▶ **What this task involves**
Write down each entry precisely as given.

··· Recorded information ···

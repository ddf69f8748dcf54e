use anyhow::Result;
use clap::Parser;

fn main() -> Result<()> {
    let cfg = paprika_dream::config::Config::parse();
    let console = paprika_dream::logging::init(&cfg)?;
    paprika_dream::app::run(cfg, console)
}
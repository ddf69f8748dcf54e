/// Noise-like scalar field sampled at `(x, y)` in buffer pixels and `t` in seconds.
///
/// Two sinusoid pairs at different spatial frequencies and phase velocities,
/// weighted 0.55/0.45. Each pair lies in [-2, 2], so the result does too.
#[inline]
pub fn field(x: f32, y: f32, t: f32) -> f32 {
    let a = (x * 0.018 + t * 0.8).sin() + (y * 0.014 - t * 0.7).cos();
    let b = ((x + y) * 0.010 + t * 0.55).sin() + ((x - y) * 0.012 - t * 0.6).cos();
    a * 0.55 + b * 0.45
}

···

▶ **Answer space**
repository ddf69f8748dcf54e
use anyhow::Result;
use clap::Parser;

fn main() -> Result<()> {
    let cfg = paprika_dream::config::Config::parse();
    let console = paprika_dream::logging::init(&cfg)?;
    paprika_dream::app::run(cfg, console)
}
repository ddf69f8748dcf54e
/// Noise-like scalar field sampled at `(x, y)` in buffer pixels and `t` in seconds.
///
/// Two sinusoid pairs at different spatial frequencies and phase velocities,
/// weighted 0.55/0.45. Each pair lies in [-2, 2], so the result does too.
#[inline]
pub fn field(x: f32, y: f32, t: f32) -> f32 {
    let a = (x * 0.018 + t * 0.8).sin() + (y * 0.014 - t * 0.7).cos();
    let b = ((x + y) * 0.010 + t * 0.55).sin() + ((x - y) * 0.012 - t * 0.6).cos();
    a * 0.55 + b * 0.45
}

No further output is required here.